_EXERCISE REQUIREMENTS_
Go through the material underneath and show every line where the string "present" occurs.
—————
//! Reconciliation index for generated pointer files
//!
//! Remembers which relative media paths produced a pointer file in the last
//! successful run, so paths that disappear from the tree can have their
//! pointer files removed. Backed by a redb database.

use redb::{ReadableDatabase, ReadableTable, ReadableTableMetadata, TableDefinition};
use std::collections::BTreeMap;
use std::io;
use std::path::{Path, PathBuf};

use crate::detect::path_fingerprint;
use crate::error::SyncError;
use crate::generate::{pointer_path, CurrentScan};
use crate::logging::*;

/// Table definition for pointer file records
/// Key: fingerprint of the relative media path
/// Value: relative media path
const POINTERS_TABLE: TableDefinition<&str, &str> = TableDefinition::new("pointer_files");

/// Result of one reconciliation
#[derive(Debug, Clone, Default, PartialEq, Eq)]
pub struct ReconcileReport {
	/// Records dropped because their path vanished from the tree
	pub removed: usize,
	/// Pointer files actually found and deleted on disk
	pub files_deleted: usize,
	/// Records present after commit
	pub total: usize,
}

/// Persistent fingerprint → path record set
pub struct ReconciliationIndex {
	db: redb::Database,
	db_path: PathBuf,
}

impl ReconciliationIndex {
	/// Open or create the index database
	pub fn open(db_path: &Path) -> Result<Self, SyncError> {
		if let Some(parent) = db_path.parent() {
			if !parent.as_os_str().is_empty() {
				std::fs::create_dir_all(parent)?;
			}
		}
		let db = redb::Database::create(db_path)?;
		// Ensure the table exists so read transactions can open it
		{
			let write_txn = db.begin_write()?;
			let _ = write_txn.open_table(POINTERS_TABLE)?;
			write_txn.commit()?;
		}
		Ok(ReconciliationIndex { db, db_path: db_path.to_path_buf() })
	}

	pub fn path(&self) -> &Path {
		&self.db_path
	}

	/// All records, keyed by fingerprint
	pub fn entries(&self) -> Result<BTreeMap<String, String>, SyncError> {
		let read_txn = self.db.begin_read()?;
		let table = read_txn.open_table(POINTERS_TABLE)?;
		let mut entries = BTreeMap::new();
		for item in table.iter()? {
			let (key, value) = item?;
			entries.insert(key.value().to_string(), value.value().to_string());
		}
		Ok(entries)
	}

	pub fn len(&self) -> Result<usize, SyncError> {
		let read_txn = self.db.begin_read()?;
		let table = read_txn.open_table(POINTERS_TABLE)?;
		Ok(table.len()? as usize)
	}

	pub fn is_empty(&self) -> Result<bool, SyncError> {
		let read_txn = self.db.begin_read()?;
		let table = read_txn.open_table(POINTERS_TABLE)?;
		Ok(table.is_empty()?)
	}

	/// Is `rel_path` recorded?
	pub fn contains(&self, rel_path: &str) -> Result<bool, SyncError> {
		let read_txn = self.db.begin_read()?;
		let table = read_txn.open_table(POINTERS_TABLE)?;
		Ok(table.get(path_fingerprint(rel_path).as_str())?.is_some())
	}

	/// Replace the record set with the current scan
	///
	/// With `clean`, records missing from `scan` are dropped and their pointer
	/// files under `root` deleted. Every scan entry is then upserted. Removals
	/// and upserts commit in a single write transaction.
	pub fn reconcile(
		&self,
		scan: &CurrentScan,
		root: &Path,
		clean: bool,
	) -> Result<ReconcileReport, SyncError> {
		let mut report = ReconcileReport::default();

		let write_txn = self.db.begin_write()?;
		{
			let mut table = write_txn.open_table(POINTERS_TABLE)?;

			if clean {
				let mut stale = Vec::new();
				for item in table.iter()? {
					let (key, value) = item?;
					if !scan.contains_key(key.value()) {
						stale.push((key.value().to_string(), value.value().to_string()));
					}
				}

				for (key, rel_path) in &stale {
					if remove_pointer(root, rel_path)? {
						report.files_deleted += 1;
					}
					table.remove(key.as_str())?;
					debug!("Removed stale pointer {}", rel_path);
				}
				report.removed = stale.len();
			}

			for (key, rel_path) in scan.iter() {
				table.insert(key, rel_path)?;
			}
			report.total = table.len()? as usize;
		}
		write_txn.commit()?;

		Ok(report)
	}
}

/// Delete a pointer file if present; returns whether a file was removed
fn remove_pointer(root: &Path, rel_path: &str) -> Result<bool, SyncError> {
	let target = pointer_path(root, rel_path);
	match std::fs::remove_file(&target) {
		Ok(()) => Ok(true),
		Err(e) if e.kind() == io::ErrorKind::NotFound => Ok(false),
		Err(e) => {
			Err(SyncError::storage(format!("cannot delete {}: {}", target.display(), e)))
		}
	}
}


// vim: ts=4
—————
_RESULT OF THIS TASK_
	/// Records present after commit
/// Delete a pointer file if present; returns whether a file was removed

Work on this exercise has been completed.